One of our readers – Joan – decided to “road-test” some of our recommendations and came back with the following comment:

“I looked up surname Hamill. One particular site said it was Scots/English, Anglo Saxon. But there were 4 comments from Irish people who said it was Gaelic”.

So, what’s going on here?

I think Joan has touched on a problem with the larger ancestry online sites. If you go to these sites and read about surnames such as Hamill (or Collins, or Howard or Clifford or Smith or Reynolds and so on) – they will typically be presented as English or Scottish names.

And that is because they are!

Which is kind of confusing  when you try to track the heritage of a surname that YOU know is Irish.

Always Start With The Irish For Your Name.

When you are REALLY interested in tracing the heritage of your Irish surname – I have found that the ONLY way to pin down that name is to learn the original Irish language version of that surname.

Have a think about it.

Take the surname O’Reilly – which is also heard as Riley, Reilly, O’Riley (and other versions I’m sure I’ll hear one day).

The thing is – none of these are correct!

They are versions that have sprung up over centuries with the introduction of English in Ireland, emigration and so on.

The most useful starting point is the original Irish language version: Ó Raghailligh (pronounced Oh Rah-al-ig – just say it fast).
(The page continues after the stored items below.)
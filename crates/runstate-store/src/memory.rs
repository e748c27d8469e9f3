//! In-memory variable store
//!
//! A directory tree of typed variables guarded by one `RwLock`. Every mutation
//! is validated by the type engine and published to live subscriptions while
//! the write lock is still held, so feed order equals commit order.

use std::collections::BTreeMap;
use std::sync::{Arc, Weak};

use bytes::Bytes;
use parking_lot::{Mutex, RwLock};
use runstate_core::{
    layout, ChangeRecord, RunStateError, RunStateResult, TypeId,
};
use runstate_types::{LegalityContext, TransitionMap, TypeRegistry};
use tracing::{trace, warn};

use crate::feed::SubscriberQueue;
use crate::{MemorySubscription, VariableStore};

#[derive(Debug, Clone)]
struct Variable {
    type_id: TypeId,
    value: String,
}

#[derive(Debug, Default)]
struct Directory {
    dirs: BTreeMap<String, Directory>,
    vars: BTreeMap<String, Variable>,
}

impl Directory {
    fn walk(&self, path: &str) -> Option<&Directory> {
        layout::split(path).try_fold(self, |dir, part| dir.dirs.get(part))
    }

    fn walk_mut(&mut self, path: &str) -> Option<&mut Directory> {
        layout::split(path).try_fold(self, |dir, part| dir.dirs.get_mut(part))
    }
}

#[derive(Debug)]
struct StoreInner {
    root: Directory,
    types: TypeRegistry,
}

/// In-process variable store with a change feed
#[derive(Debug)]
pub struct MemoryStore {
    inner: RwLock<StoreInner>,
    subscribers: Mutex<Vec<Weak<SubscriberQueue>>>,
}

fn absolute(path: &str) -> RunStateResult<String> {
    layout::normalize(path)
        .ok_or_else(|| RunStateError::InvalidArgument(format!("path {} is not absolute", path)))
}

fn split_var(path: &str) -> RunStateResult<(String, String)> {
    let path = absolute(path)?;
    let (dir, leaf) = layout::parent_and_leaf(&path)
        .ok_or_else(|| RunStateError::InvalidArgument(format!("{} names no variable", path)))?;
    Ok((dir.to_string(), leaf.to_string()))
}

impl MemoryStore {
    pub fn new() -> Self {
        MemoryStore {
            inner: RwLock::new(StoreInner {
                root: Directory::default(),
                types: TypeRegistry::new(),
            }),
            subscribers: Mutex::new(Vec::new()),
        }
    }

    /// Shared handle, the form connectors hand out
    pub fn shared() -> Arc<Self> {
        Arc::new(Self::new())
    }

    /// Open a new subscription connection
    pub fn subscription(&self) -> MemorySubscription {
        let queue = Arc::new(SubscriberQueue::default());
        self.subscribers.lock().push(Arc::downgrade(&queue));
        MemorySubscription::new(queue)
    }

    /// Push a raw frame to every live subscription, bypassing prefixes and filters.
    ///
    /// Used to exercise consumers against malformed feed traffic.
    pub fn inject_frame(&self, frame: Bytes) {
        let mut subs = self.subscribers.lock();
        subs.retain(|weak| weak.strong_count() > 0);
        for queue in subs.iter().filter_map(Weak::upgrade) {
            queue.push_raw(frame.clone());
        }
    }

    /// Number of live subscriptions
    pub fn subscriber_count(&self) -> usize {
        let mut subs = self.subscribers.lock();
        subs.retain(|weak| weak.strong_count() > 0);
        subs.len()
    }

    fn variable<'a>(root: &'a Directory, dir: &str, leaf: &str) -> RunStateResult<&'a Variable> {
        root.walk(dir)
            .and_then(|d| d.vars.get(leaf))
            .ok_or_else(|| RunStateError::NotFound(format!("variable {}", layout::join(dir, leaf))))
    }

    fn publish(&self, record: ChangeRecord) {
        let frame = match record.encode() {
            Ok(frame) => frame,
            Err(e) => {
                warn!(error = %e, path = %record.path, "change record not published");
                return;
            }
        };
        trace!(record = %record, "publishing change");

        let mut subs = self.subscribers.lock();
        subs.retain(|weak| weak.strong_count() > 0);
        for queue in subs.iter().filter_map(Weak::upgrade) {
            queue.offer(&record.path, &frame);
        }
    }
}

impl Default for MemoryStore {
    fn default() -> Self {
        Self::new()
    }
}

impl VariableStore for MemoryStore {
    fn get(&self, path: &str) -> RunStateResult<String> {
        let (dir, leaf) = split_var(path)?;
        let inner = self.inner.read();
        Ok(Self::variable(&inner.root, &dir, &leaf)?.value.clone())
    }

    fn set(&self, path: &str, value: &str) -> RunStateResult<()> {
        let (dir, leaf) = split_var(path)?;
        let mut inner = self.inner.write();
        let StoreInner { root, types, .. } = &mut *inner;

        let var = root
            .walk_mut(&dir)
            .and_then(|d| d.vars.get_mut(&leaf))
            .ok_or_else(|| RunStateError::NotFound(format!("variable {}", layout::join(&dir, &leaf))))?;
        types.check(var.type_id, value, LegalityContext::Existing(&var.value))?;
        var.value = value.to_string();

        self.publish(ChangeRecord::assign(layout::join(&dir, &leaf), value));
        Ok(())
    }

    fn mkdir(&self, path: &str) -> RunStateResult<()> {
        let path = absolute(path)?;
        let (parent, leaf) = layout::parent_and_leaf(&path)
            .ok_or_else(|| RunStateError::AlreadyExists("/".into()))?;
        if !layout::is_valid_component(leaf) {
            return Err(RunStateError::InvalidArgument(format!("bad directory name {}", leaf)));
        }

        let mut inner = self.inner.write();
        let dir = inner
            .root
            .walk_mut(parent)
            .ok_or_else(|| RunStateError::NotFound(format!("directory {}", parent)))?;
        if dir.dirs.contains_key(leaf) || dir.vars.contains_key(leaf) {
            return Err(RunStateError::AlreadyExists(path.clone()));
        }
        dir.dirs.insert(leaf.to_string(), Directory::default());

        self.publish(ChangeRecord::mkdir(parent, leaf));
        Ok(())
    }

    fn rmdir(&self, path: &str) -> RunStateResult<()> {
        let path = absolute(path)?;
        let (parent, leaf) = layout::parent_and_leaf(&path)
            .ok_or_else(|| RunStateError::InvalidArgument("cannot remove /".into()))?;

        let mut inner = self.inner.write();
        let removed = inner
            .root
            .walk_mut(parent)
            .and_then(|d| d.dirs.remove(leaf));
        if removed.is_none() {
            return Err(RunStateError::NotFound(format!("directory {}", path)));
        }

        self.publish(ChangeRecord::rmdir(parent, leaf));
        Ok(())
    }

    fn declare(&self, path: &str, type_name: &str, initial: Option<&str>) -> RunStateResult<()> {
        let (dir, leaf) = split_var(path)?;
        if !layout::is_valid_component(&leaf) {
            return Err(RunStateError::InvalidArgument(format!("bad variable name {}", leaf)));
        }

        let mut inner = self.inner.write();
        let StoreInner { root, types } = &mut *inner;

        let ty = types.lookup(type_name)?;
        let value = match initial {
            Some(v) => v.to_string(),
            None => ty.default_value(),
        };
        types.check(ty.id, &value, LegalityContext::Creating)?;
        let type_id = ty.id;

        let d = root
            .walk_mut(&dir)
            .ok_or_else(|| RunStateError::NotFound(format!("directory {}", dir)))?;
        if d.vars.contains_key(&leaf) || d.dirs.contains_key(&leaf) {
            return Err(RunStateError::AlreadyExists(layout::join(&dir, &leaf)));
        }

        d.vars.insert(leaf, Variable { type_id, value });
        Ok(())
    }

    fn ls(&self, path: &str) -> RunStateResult<Vec<String>> {
        let path = absolute(path)?;
        let inner = self.inner.read();
        let dir = inner
            .root
            .walk(&path)
            .ok_or_else(|| RunStateError::NotFound(format!("directory {}", path)))?;
        Ok(dir.dirs.keys().cloned().collect())
    }

    fn ls_vars(&self, path: &str) -> RunStateResult<Vec<String>> {
        let path = absolute(path)?;
        let inner = self.inner.read();
        let dir = inner
            .root
            .walk(&path)
            .ok_or_else(|| RunStateError::NotFound(format!("directory {}", path)))?;
        Ok(dir.vars.keys().cloned().collect())
    }

    fn valid_next_states(&self, path: &str) -> RunStateResult<Vec<String>> {
        let (dir, leaf) = split_var(path)?;
        let inner = self.inner.read();
        let var = Self::variable(&inner.root, &dir, &leaf)?;
        inner.types.valid_next_states(var.type_id, &var.value)
    }

    fn create_state_machine(&self, name: &str, map: &TransitionMap) -> RunStateResult<TypeId> {
        self.inner.write().types.create_state_machine(name, map)
    }

    fn create_enum(&self, name: &str, values: &[&str]) -> RunStateResult<TypeId> {
        self.inner.write().types.create_enum(name, values)
    }

    fn transition_map(&self, type_name: &str) -> RunStateResult<TransitionMap> {
        let inner = self.inner.read();
        let id = inner.types.id_of(type_name)?;
        inner.types.transition_map(id)
    }
}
This is the root for all the O’Reilly English language versions out there.

BUT – the Reillys have it easy (and the McCarthys, O’Briens, Murphys and so on) as they were never pegged to an equivalent English name. When English speakers heard “O Raghailligh” spoken for the first time – they said it as they heard it: O Reilly.

The “trouble” started when an English speaker heard a name for the first time – AND it reminded them of an English name that they already knew – and that’s the name they gave!

Back To Hamill.

Which brings us all the way back to Joan and the surname Hamill.

Hamill comes from the original Irish Ó hAdhmaill (pronounced Oh–ham-will). This Gaelic family were part of the Cenél Eoghain tribe in what is now County Tyrone.

Surnames were gradually introduced in Ireland from the 800s onwards – and all was well until many of the surnames were anglicised from the 1600s onwards.

In the case of Ó hAdhmaill, an English speaker hears the Irish name spoken – it reminds them of the English name Hamill they are already familiar with – and so “Hamill” becomes a given name for this old Gaelic family.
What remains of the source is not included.